*** Begin section ***

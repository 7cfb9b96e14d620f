//! Celestial coordinate text parsing.
//!
//! Accepts the formats observers actually type:
//!
//! ```text
//! Decimal:          10.6847        41.2687
//! Colon separated:  0:42:44.3      41:16:07
//! Letter markers:   0h42m44.3s     41d16m07s
//! ```
//!
//! Right ascension without unit markers is interpreted as hours when the
//! value is at most 24, otherwise as degrees. Parsing is deliberately
//! permissive: malformed input degrades to a best-effort numeric value
//! (0.0 on total failure) rather than an error, because callers always
//! want a usable position to point at.

use once_cell::sync::Lazy;
use regex::Regex;

/// A position on the celestial sphere, J2000 equatorial.
#[derive(Debug, Clone, PartialEq)]
pub struct SkyPosition {
    /// Right ascension in degrees, `[0, 360)`.
    pub ra_deg: f64,
    /// Declination in degrees, `[-90, 90]`.
    pub dec_deg: f64,
    pub name: String,
    pub description: String,
}

impl SkyPosition {
    pub fn new(ra_deg: f64, dec_deg: f64, name: impl Into<String>) -> Self {
        SkyPosition {
            ra_deg,
            dec_deg,
            name: name.into(),
            description: String::new(),
        }
    }

    /// The sentinel returned when a pixel-to-coordinate conversion fails.
    /// Callers check for it with [`SkyPosition::is_error`].
    pub fn error() -> Self {
        SkyPosition {
            ra_deg: 0.0,
            dec_deg: 0.0,
            name: "Error".to_string(),
            description: "HEALPix conversion failed".to_string(),
        }
    }

    pub fn is_error(&self) -> bool {
        self.name == "Error"
    }
}

static HMS_RE: Lazy<Regex> = Lazy::new(|| {
    Regex::new(r"(\d+(?:\.\d+)?)h(?:(\d+(?:\.\d+)?)m)?(?:(\d+(?:\.\d+)?)s)?").unwrap()
});

static DMS_RE: Lazy<Regex> = Lazy::new(|| {
    Regex::new(r"(\d+(?:\.\d+)?)d(?:(\d+(?:\.\d+)?)m)?(?:(\d+(?:\.\d+)?)s)?").unwrap()
});

/// Parse an RA/Dec text pair into a [`SkyPosition`].
pub fn parse_position(ra_text: &str, dec_text: &str, name: &str) -> SkyPosition {
    SkyPosition {
        ra_deg: parse_ra(ra_text),
        dec_deg: parse_dec(dec_text),
        name: name.to_string(),
        description: "User-defined coordinates".to_string(),
    }
}

/// Parse right ascension text to degrees.
///
/// Colon or `h/m/s` sexagesimal is always hours. A bare number is hours
/// when it is at most 24, degrees otherwise.
pub fn parse_ra(text: &str) -> f64 {
    let clean = text.trim();

    if clean.contains(':') {
        if let Some((h, m, s)) = split_colon(clean) {
            return (h + m / 60.0 + s / 3600.0) * 15.0;
        }
    }

    if clean.contains('h') {
        if let Some(caps) = HMS_RE.captures(clean) {
            let (h, m, s) = captured_fields(&caps);
            return (h + m / 60.0 + s / 3600.0) * 15.0;
        }
    }

    let value: f64 = clean.parse().unwrap_or(0.0);
    if value <= 24.0 {
        value * 15.0
    } else {
        value
    }
}

/// Parse declination text to degrees. The sign is stripped before the
/// magnitude is parsed and re-applied afterwards.
pub fn parse_dec(text: &str) -> f64 {
    let mut clean = text.trim();
    let negative = clean.starts_with('-');
    clean = clean.trim_start_matches(['-', '+']);

    let magnitude = if clean.contains(':') {
        match split_colon(clean) {
            Some((d, m, s)) => d + m / 60.0 + s / 3600.0,
            None => clean.parse().unwrap_or(0.0),
        }
    } else if clean.contains('d') {
        match DMS_RE.captures(clean) {
            Some(caps) => {
                let (d, m, s) = captured_fields(&caps);
                d + m / 60.0 + s / 3600.0
            }
            None => clean.parse().unwrap_or(0.0),
        }
    } else {
        clean.parse().unwrap_or(0.0)
    };

    if negative {
        -magnitude
    } else {
        magnitude
    }
}

/// Split `A:B[:C]` into three numeric fields; the seconds field defaults
/// to zero. Returns `None` when there are fewer than two fields.
fn split_colon(text: &str) -> Option<(f64, f64, f64)> {
    let parts: Vec<&str> = text.split(':').collect();
    if parts.len() < 2 {
        return None;
    }
    let a = parts[0].trim().parse().unwrap_or(0.0);
    let b = parts[1].trim().parse().unwrap_or(0.0);
    let c = if parts.len() > 2 {
        parts[2].trim().parse().unwrap_or(0.0)
    } else {
        0.0
    };
    Some((a, b, c))
}

fn captured_fields(caps: &regex::Captures) -> (f64, f64, f64) {
    let field = |i: usize| {
        caps.get(i)
            .map(|m| m.as_str().parse().unwrap_or(0.0))
            .unwrap_or(0.0)
    };
    (field(1), field(2), field(3))
}

#[cfg(test)]
mod tests {
    use super::*;

    fn assert_close(a: f64, b: f64, tol: f64) {
        assert!(
            (a - b).abs() < tol,
            "expected {a} ~= {b} (diff = {})",
            (a - b).abs()
        );
    }

    #[test]
    fn ra_decimal_degrees() {
        assert_close(parse_ra("83.0"), 83.0, 1e-12);
        assert_close(parse_ra("266.4"), 266.4, 1e-12);
    }

    #[test]
    fn ra_decimal_hours() {
        // At most 24 with no markers means hours
        assert_close(parse_ra("12"), 180.0, 1e-12);
        assert_close(parse_ra("0.7123"), 10.6845, 1e-9);
        assert_close(parse_ra("24.0"), 360.0, 1e-12);
    }

    #[test]
    fn ra_colon_sexagesimal() {
        // M31: 0h42m44.3s
        assert_close(parse_ra("0:42:44.3"), 10.684583333, 1e-8);
        assert_close(parse_ra("12:00:00"), 180.0, 1e-12);
        // Seconds optional
        assert_close(parse_ra("6:30"), 97.5, 1e-12);
    }

    #[test]
    fn ra_letter_sexagesimal() {
        assert_close(parse_ra("0h42m44.3s"), 10.684583333, 1e-8);
        assert_close(parse_ra("12h"), 180.0, 1e-12);
        assert_close(parse_ra("5h30m"), 82.5, 1e-12);
    }

    #[test]
    fn dec_decimal() {
        assert_close(parse_dec("41.2687"), 41.2687, 1e-12);
        assert_close(parse_dec("-5.4"), -5.4, 1e-12);
        assert_close(parse_dec("+12.5"), 12.5, 1e-12);
    }

    #[test]
    fn dec_colon_sexagesimal() {
        assert_close(parse_dec("41:16:07"), 41.268611111, 1e-8);
        assert_close(parse_dec("-5:30:00"), -5.5, 1e-12);
        assert_close(parse_dec("-0:30"), -0.5, 1e-12);
    }

    #[test]
    fn dec_letter_sexagesimal() {
        assert_close(parse_dec("41d16m07s"), 41.268611111, 1e-8);
        assert_close(parse_dec("-5d30m00s"), -5.5, 1e-12);
    }

    #[test]
    fn malformed_degrades_to_zero() {
        assert_close(parse_ra("not a number"), 0.0, 1e-12);
        assert_close(parse_dec("galaxy"), 0.0, 1e-12);
        assert_close(parse_dec(""), 0.0, 1e-12);
    }

    #[test]
    fn position_carries_name() {
        let pos = parse_position("10.6847", "41.2687", "M31");
        assert_eq!(pos.name, "M31");
        assert_close(pos.ra_deg, 10.6847 * 15.0, 1e-9); // 10.6847 <= 24: hours
    }

    #[test]
    fn error_sentinel() {
        let err = SkyPosition::error();
        assert!(err.is_error());
        assert_eq!(err.ra_deg, 0.0);
        assert_eq!(err.dec_deg, 0.0);
        assert!(!SkyPosition::new(0.0, 0.0, "M31").is_error());
    }
}
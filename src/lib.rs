//! Coordinate-centered HiPS mosaic engine.
//!
//! Tessella resolves a target sky position to a nested HEALPix tile,
//! plans the 3×3 grid of neighbouring HiPS tiles around it, fetches
//! them sequentially, and assembles a mosaic cropped so the requested
//! coordinates land on the exact center pixel.

pub mod coords;
pub mod fetch;
pub mod healpix;
pub mod mosaic;
pub mod neighbors;
pub mod plan;
pub mod sphere;
pub mod survey;
pub mod workflow;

*** End section ***

▶ Task requirements
Copy out every line of the entries where the string "most" shows up.

▶ Answer to this exercise
//! value is at most 24, otherwise as degrees. Parsing is deliberately
/// when it is at most 24, degrees otherwise.
        // At most 24 with no markers means hours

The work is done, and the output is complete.